I am passionate about making the world a better place to live by showing people how to love themselves first and foremost because in loving yourself and having compassion for all the fuck ups that you make in your own life you will have so much more compassion for everyone else that you ever come in contact with. In my work I have found that the person most people struggle to forgive the most is not the person who inflicted incredible pain on them; no, they struggle most in forgiving themselves. I know that this has been what I am struggling with and the more that I forgive myself the happier I am with my life.

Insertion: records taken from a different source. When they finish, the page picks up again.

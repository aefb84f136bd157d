//! Pull request operations

use reqwest::StatusCode;
use serde::{Deserialize, Serialize};

use crate::error::{PipeupError, Result};
use crate::github::client::{status_reason, GitHubClient};

/// Parameters for creating a pull request
#[derive(Debug, Clone)]
pub struct CreatePrParams {
    /// Head branch (source branch with changes)
    pub head: String,
    /// Base branch (target branch to merge into)
    pub base: String,
    /// PR title
    pub title: String,
}

/// A created pull request
#[derive(Debug, Clone)]
pub struct PullRequestRef {
    /// URL to view the pull request
    pub url: String,
    /// Source branch
    pub head_branch: String,
    /// Target branch
    pub base_branch: String,
}

#[derive(Debug, Serialize)]
struct CreatePrRequest<'a> {
    title: &'a str,
    head: &'a str,
    base: &'a str,
}

#[derive(Debug, Deserialize)]
struct CreatePrResponse {
    html_url: String,
}

/// Pull request operations handler
pub struct PullRequestHandler<'a> {
    client: &'a GitHubClient,
}

impl<'a> PullRequestHandler<'a> {
    /// Create a new handler
    pub fn new(client: &'a GitHubClient) -> Self {
        Self { client }
    }

    /// Open a pull request from `params.head` into `params.base`
    pub async fn create(&self, params: &CreatePrParams) -> Result<PullRequestRef> {
        let url = self.client.repo_url("/pulls");
        let body = CreatePrRequest {
            title: &params.title,
            head: &params.head,
            base: &params.base,
        };

        let response = self.client.post(&url, &body).await?;
        if response.status() != StatusCode::CREATED {
            return Err(PipeupError::PullRequestCreationFailed(status_reason(
                response.status(),
            )));
        }

        let created: CreatePrResponse = response.json().await?;
        Ok(PullRequestRef {
            url: created.html_url,
            head_branch: params.head.clone(),
            base_branch: params.base.clone(),
        })
    }
}
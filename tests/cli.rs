//! CLI surface smoke tests

use assert_cmd::Command;
use predicates::prelude::*;

#[test]
fn help_lists_the_up_command() {
    Command::cargo_bin("pipeup")
        .unwrap()
        .arg("--help")
        .assert()
        .success()
        .stdout(predicate::str::contains("up"));
}

#[test]
fn up_requires_secret_values_unless_skipped() {
    Command::cargo_bin("pipeup")
        .unwrap()
        .args([
            "up",
            "--repository",
            "https://github.com/octo/app",
            "--registry",
            "myacr",
            "--cluster",
            "mycluster",
            "--resource-group",
            "my-rg",
        ])
        .env_remove("AZURE_CREDENTIALS")
        .env_remove("REGISTRY_USERNAME")
        .env_remove("REGISTRY_PASSWORD")
        .assert()
        .failure()
        .stderr(predicate::str::contains("--azure-credentials"));
}
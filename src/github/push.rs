//! Pushing a file set to a repository
//!
//! Either commits straight to an existing branch, or routes through a new
//! branch and a pull request. Steps are strictly sequential: each step's
//! output (a sha, a branch name) feeds the next.

use crate::error::Result;
use crate::github::branch::BranchHandler;
use crate::github::client::GitHubClient;
use crate::github::contents::{ContentsHandler, FileCheckin};
use crate::github::pull_request::{CreatePrParams, PullRequestHandler, PullRequestRef};

/// A successful direct commit
#[derive(Debug, Clone)]
pub struct CommitResult {
    /// Sha of the last file committed in the batch
    pub sha: String,
}

/// Result of pushing a file set
#[derive(Debug, Clone)]
pub enum PushOutcome {
    /// Direct-commit flow; carries only the last file's commit sha
    Commit(CommitResult),
    /// Branch + pull-request flow; yields no usable commit sha
    PullRequest(PullRequestRef),
}

/// Push `files` to the repository.
///
/// With `direct` set, every file is committed to `base_branch` in order.
/// Otherwise a new branch is created off `base_branch` (validating
/// `new_branch_name`, prompting while it is taken), the files are
/// committed there, and a pull request is opened into `base_branch`.
///
/// Re-running the direct flow against paths that already exist fails:
/// the create-contents call does not overwrite. Callers that care must
/// detect pre-existing files first.
pub async fn push_files(
    client: &GitHubClient,
    files: &[FileCheckin],
    base_branch: &str,
    direct: bool,
    new_branch_name: Option<String>,
    message: &str,
) -> Result<PushOutcome> {
    let contents = ContentsHandler::new(client);

    if direct {
        let sha = contents.commit_files(files, base_branch, message).await?;
        return Ok(PushOutcome::Commit(CommitResult { sha }));
    }

    // Pull request flow
    // 1. Create branch
    // 2. Commit files to branch
    // 3. Create PR from new branch
    let branch_name = BranchHandler::new(client)
        .create(base_branch, new_branch_name)
        .await?;
    contents.commit_files(files, &branch_name, message).await?;
    let pr = PullRequestHandler::new(client)
        .create(&CreatePrParams {
            head: branch_name,
            base: base_branch.to_string(),
            title: message.to_string(),
        })
        .await?;

    Ok(PushOutcome::PullRequest(pr))
}
//! Secret provisioning tests

use base64::{engine::general_purpose::STANDARD as BASE64, Engine};
use crypto_box::aead::OsRng;
use crypto_box::SecretKey;
use secrecy::SecretString;
use serde_json::json;
use wiremock::matchers::{method, path};
use wiremock::{Mock, MockServer, ResponseTemplate};

use pipeup::github::{GitHubClient, SecretsHandler};

fn client(server: &MockServer) -> GitHubClient {
    GitHubClient::new("octo/app", SecretString::from("test-token".to_string()))
        .unwrap()
        .with_base_url(server.uri())
}

#[tokio::test]
async fn existing_secret_is_never_overwritten() {
    let server = MockServer::start().await;
    Mock::given(method("GET"))
        .and(path("/repos/octo/app/actions/secrets/AZURE_CREDENTIALS"))
        .respond_with(ResponseTemplate::new(200).set_body_json(json!({
            "name": "AZURE_CREDENTIALS"
        })))
        .expect(1)
        .mount(&server)
        .await;

    let client = client(&server);
    SecretsHandler::new(&client)
        .ensure_secret("AZURE_CREDENTIALS", "ignored")
        .await
        .unwrap();

    let requests = server.received_requests().await.unwrap();
    assert!(requests.iter().all(|r| r.method.as_str() != "PUT"));
}

#[tokio::test]
async fn absent_secret_is_sealed_and_created() {
    let server = MockServer::start().await;
    let secret_key = SecretKey::generate(&mut OsRng);
    let public_key_b64 = BASE64.encode(secret_key.public_key().as_bytes());

    Mock::given(method("GET"))
        .and(path("/repos/octo/app/actions/secrets/REGISTRY_PASSWORD"))
        .respond_with(ResponseTemplate::new(404))
        .mount(&server)
        .await;
    Mock::given(method("GET"))
        .and(path("/repos/octo/app/actions/secrets/public-key"))
        .respond_with(ResponseTemplate::new(200).set_body_json(json!({
            "key_id": "568250167242549743",
            "key": public_key_b64
        })))
        .expect(1)
        .mount(&server)
        .await;
    Mock::given(method("PUT"))
        .and(path("/repos/octo/app/actions/secrets/REGISTRY_PASSWORD"))
        .respond_with(ResponseTemplate::new(201))
        .expect(1)
        .mount(&server)
        .await;

    let client = client(&server);
    SecretsHandler::new(&client)
        .ensure_secret("REGISTRY_PASSWORD", "s3cr3t")
        .await
        .unwrap();

    // The transmitted value must be a sealed box only the key holder opens
    let requests = server.received_requests().await.unwrap();
    let put = requests
        .iter()
        .find(|r| r.method.as_str() == "PUT")
        .expect("secret creation request");
    let body: serde_json::Value = serde_json::from_slice(&put.body).unwrap();
    assert_eq!(body["key_id"], "568250167242549743");

    let sealed = BASE64
        .decode(body["encrypted_value"].as_str().unwrap())
        .unwrap();
    let opened = secret_key.unseal(&sealed).unwrap();
    assert_eq!(opened, b"s3cr3t");
}

#[tokio::test]
async fn failed_creation_is_fatal() {
    let server = MockServer::start().await;
    let secret_key = SecretKey::generate(&mut OsRng);
    let public_key_b64 = BASE64.encode(secret_key.public_key().as_bytes());

    Mock::given(method("GET"))
        .and(path("/repos/octo/app/actions/secrets/REGISTRY_USERNAME"))
        .respond_with(ResponseTemplate::new(404))
        .mount(&server)
        .await;
    Mock::given(method("GET"))
        .and(path("/repos/octo/app/actions/secrets/public-key"))
        .respond_with(ResponseTemplate::new(200).set_body_json(json!({
            "key_id": "1",
            "key": public_key_b64
        })))
        .mount(&server)
        .await;
    Mock::given(method("PUT"))
        .and(path("/repos/octo/app/actions/secrets/REGISTRY_USERNAME"))
        .respond_with(ResponseTemplate::new(403))
        .mount(&server)
        .await;

    let client = client(&server);
    let result = SecretsHandler::new(&client)
        .ensure_secret("REGISTRY_USERNAME", "svc-user")
        .await;
    assert!(matches!(
        result,
        Err(pipeup::PipeupError::SecretProvisioning(_))
    ));
}
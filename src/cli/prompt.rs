//! Interactive stdin prompts

use std::io::{self, Write};

use crate::error::Result;

/// Prompt for a line of input; an empty answer is allowed
pub fn prompt(msg: &str) -> Result<String> {
    print!("{msg}");
    io::stdout().flush()?;

    let mut line = String::new();
    io::stdin().read_line(&mut line)?;
    Ok(line.trim().to_string())
}

/// Prompt until the operator enters a non-empty value
pub fn prompt_not_empty(msg: &str) -> Result<String> {
    loop {
        let value = prompt(msg)?;
        if !value.is_empty() {
            return Ok(value);
        }
    }
}

/// Numbered choice list; returns the selected zero-based index.
/// An empty answer selects the first option.
pub fn prompt_choice(msg: &str, options: &[String]) -> Result<usize> {
    println!("{msg}");
    for (i, option) in options.iter().enumerate() {
        println!("  [{}] {}", i + 1, option);
    }
    loop {
        let answer = prompt("Please enter a choice [Default choice(1)]: ")?;
        if answer.is_empty() {
            return Ok(0);
        }
        match answer.parse::<usize>() {
            Ok(n) if (1..=options.len()).contains(&n) => return Ok(n - 1),
            _ => println!("Invalid choice."),
        }
    }
}
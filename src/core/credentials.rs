//! GitHub credential resolution
//!
//! Resolves the token used for every API call, first match wins:
//! 1. `GITHUB_PAT` environment variable - used as-is, no validation
//! 2. A token already minted by this provider
//! 3. Interactive minting via the authorizations API (basic auth with an
//!    optional one-time-code resubmission)
//!
//! The minted token is cached in-process only and is never written to
//! disk. A provider mints at most once regardless of how many call sites
//! ask for a token.

use chrono::Utc;
use reqwest::header::ACCEPT;
use reqwest::{Client, Response, StatusCode};
use secrecy::SecretString;
use serde::{Deserialize, Serialize};
use tokio::sync::OnceCell;
use tracing::{debug, warn};

use crate::cli::prompt;
use crate::error::{PipeupError, Result};

/// Environment variable short-circuiting all interactive credential flows
pub const GITHUB_PAT_ENV: &str = "GITHUB_PAT";

/// Endpoint for minting personal access tokens
const AUTHORIZATIONS_URL: &str = "https://api.github.com/authorizations";

/// Scopes requested for minted tokens
const TOKEN_SCOPES: &[&str] = &["admin:repo_hook", "repo", "user"];

/// Provider challenge header for one-time codes
const OTP_HEADER: &str = "X-GitHub-OTP";

#[derive(Debug, Serialize)]
struct AuthorizationRequest<'a> {
    scopes: &'a [&'a str],
    note: &'a str,
}

#[derive(Debug, Deserialize)]
struct AuthorizationResponse {
    token: String,
}

/// Lazily-initialized credential provider
///
/// Owned by the orchestration call site and passed where needed; the
/// one-shot guard makes concurrent and repeated lookups observe the same
/// minted token.
pub struct TokenProvider {
    note_prefix: String,
    env_key: String,
    minted: OnceCell<SecretString>,
}

impl TokenProvider {
    /// Create a provider; `note_prefix` feeds the audit note attached to
    /// minted tokens
    pub fn new(note_prefix: impl Into<String>) -> Self {
        Self {
            note_prefix: note_prefix.into(),
            env_key: GITHUB_PAT_ENV.to_string(),
            minted: OnceCell::new(),
        }
    }

    /// Use a different environment variable for the token override
    /// (for custom environments and tests)
    pub fn with_env_key(mut self, env_key: impl Into<String>) -> Self {
        self.env_key = env_key.into();
        self
    }

    /// Resolve a token.
    ///
    /// With `allow_interactive` unset the provider only consults the
    /// environment and the in-process cache and fails otherwise; nothing
    /// is ever prompted.
    pub async fn get_token(&self, allow_interactive: bool) -> Result<SecretString> {
        if let Ok(pat) = std::env::var(&self.env_key) {
            if !pat.is_empty() {
                debug!(
                    "Using GitHub PAT found in environment variable ({})",
                    self.env_key
                );
                return Ok(SecretString::from(pat));
            }
        }

        if !allow_interactive {
            if let Some(token) = self.minted.get() {
                return Ok(token.clone());
            }
            return Err(PipeupError::AuthenticationFailed(
                "no token available and interactive minting is disabled".to_string(),
            ));
        }

        let token = self.minted.get_or_try_init(|| self.mint()).await?;
        Ok(token.clone())
    }

    /// Mint a new personal access token interactively
    async fn mint(&self) -> Result<SecretString> {
        warn!(
            "We need to create a Personal Access Token to communicate with GitHub. \
             A new PAT will be created with scopes - admin:repo_hook, repo, user."
        );
        warn!(
            "You can set the PAT in the environment variable ({}) to avoid getting \
             prompted for username and password.",
            self.env_key
        );
        println!();

        let username =
            prompt::prompt("Enter your GitHub username (leave blank for using an already generated PAT): ")?;
        if username.is_empty() {
            let token = prompt::prompt_not_empty("Enter your GitHub PAT: ")?;
            println!();
            return Ok(SecretString::from(token));
        }
        let password = prompt::prompt_not_empty("Enter your GitHub password: ")?;

        let note = format!("{}_{}", self.note_prefix, Utc::now().format("%Y%m%d%H%M%S"));
        let request = AuthorizationRequest {
            scopes: TOKEN_SCOPES,
            note: &note,
        };

        let http = Client::builder()
            .user_agent(concat!("pipeup/", env!("CARGO_PKG_VERSION")))
            .build()?;
        let post_authorization = |otp: Option<String>| {
            let builder = http
                .post(AUTHORIZATIONS_URL)
                .basic_auth(&username, Some(&password))
                .header(ACCEPT, "application/json")
                .json(&request);
            let builder = match otp {
                Some(code) => builder.header(OTP_HEADER, code),
                None => builder,
            };
            builder.send()
        };

        let mut response = post_authorization(None).await?;
        if response.status() == StatusCode::UNAUTHORIZED && otp_required(&response) {
            let code = prompt::prompt_not_empty("Enter your two factor authentication code: ")?;
            println!();
            response = post_authorization(Some(code)).await?;
        }

        if response.status() == StatusCode::OK || response.status() == StatusCode::CREATED {
            let authorization: AuthorizationResponse = response.json().await?;
            warn!("Created new personal access token with scopes - admin:repo_hook, repo, user.");
            warn!("Name: {note}");
            warn!("You can revoke it from your GitHub settings once the pipeline is no longer required.");
            println!();
            Ok(SecretString::from(authorization.token))
        } else {
            Err(PipeupError::AuthenticationFailed(
                "could not create a Personal Access Token. Check your credentials and try again."
                    .to_string(),
            ))
        }
    }
}

/// The host signals a pending one-time-code challenge through a header
/// starting with `required`
fn otp_required(response: &Response) -> bool {
    response
        .headers()
        .get(OTP_HEADER)
        .and_then(|value| value.to_str().ok())
        .is_some_and(|value| value.starts_with("required"))
}

#[cfg(test)]
mod tests {
    use super::*;
    use secrecy::ExposeSecret;

    #[tokio::test]
    async fn test_env_override_wins() {
        std::env::set_var("PIPEUP_TEST_PAT_A", "env-token");
        let provider = TokenProvider::new("Test").with_env_key("PIPEUP_TEST_PAT_A");
        let token = provider.get_token(false).await.unwrap();
        assert_eq!(token.expose_secret(), "env-token");
        std::env::remove_var("PIPEUP_TEST_PAT_A");
    }

    #[tokio::test]
    async fn test_non_interactive_without_token_fails() {
        let provider = TokenProvider::new("Test").with_env_key("PIPEUP_TEST_PAT_B");
        let result = provider.get_token(false).await;
        assert!(matches!(
            result,
            Err(PipeupError::AuthenticationFailed(_))
        ));
    }
}
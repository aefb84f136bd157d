//! Repository language statistics
//!
//! The host reports languages ordered by byte count descending; that order
//! is preserved as-is (no independent sorting) and drives template
//! selection.

use reqwest::StatusCode;
use tracing::debug;

use crate::error::{PipeupError, Result};
use crate::github::client::{status_reason, GitHubClient};

/// Languages with a bundled template pack
pub const SUPPORTED_LANGUAGES: &[&str] = &["JavaScript", "Java", "Python"];

/// Language name → byte count, in host-reported order
pub type LanguageStats = serde_json::Map<String, serde_json::Value>;

/// Language statistics handler
pub struct LanguagesHandler<'a> {
    client: &'a GitHubClient,
}

impl<'a> LanguagesHandler<'a> {
    /// Create a new handler
    pub fn new(client: &'a GitHubClient) -> Self {
        Self { client }
    }

    /// Fetch the repository's language statistics
    pub async fn list(&self) -> Result<LanguageStats> {
        let url = self.client.repo_url("/languages");
        let response = self.client.get(&url).await?;
        if response.status() != StatusCode::OK {
            return Err(PipeupError::GitHubApi(format!(
                "Get languages failed. Error: ({})",
                status_reason(response.status())
            )));
        }
        let stats: LanguageStats = response.json().await?;
        debug!("Languages detected: {:?}", stats.keys().collect::<Vec<_>>());
        Ok(stats)
    }
}

/// Pick the first of the top three reported languages that has a
/// template pack. Returns `None` when none of them qualifies.
pub fn choose_supported_language(stats: &LanguageStats) -> Option<&str> {
    stats
        .keys()
        .take(3)
        .map(String::as_str)
        .find(|language| SUPPORTED_LANGUAGES.contains(language))
}
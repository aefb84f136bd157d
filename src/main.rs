//! pipeup - push-to-deploy onboarding for GitHub repositories
//!
//! Available as the `pup` command.

use clap::Parser;
use tracing_subscriber::EnvFilter;

use pipeup::cli::commands::{Cli, Commands};
use pipeup::cli::up;

#[tokio::main]
async fn main() {
    // Initialize logging
    let filter = EnvFilter::try_from_default_env().unwrap_or_else(|_| EnvFilter::new("warn"));

    tracing_subscriber::fmt().with_env_filter(filter).init();

    let cli = Cli::parse();
    let result = match cli.command {
        Commands::Up(args) => up::handle_up(args).await,
    };

    if let Err(e) = result {
        eprintln!("Error: {e}");
        std::process::exit(1);
    }
}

I am passionate about writing.
I am passionate about having the best, juiciest relationship int he world and helping others to achieve a deep level of intimacy that they may not have reached before. I believe that we connect with each other on a primal level when we engage in sex and sometime those "hooks"need to be released from past sexual encounters so that we can move into a deeper connection with the person in front of us now. Sexual wounding happens to all of us from time to time but we tend to push it down or deny to our selves that it ever took place and by doing this we shut off part of our sexual juice.
I could go on .... and on but somehow I am going to pull all the threads of my passions into SOMETHING. So brace yourself World, I'm back on track and with a firmer grasp of who I am and what my purpose is.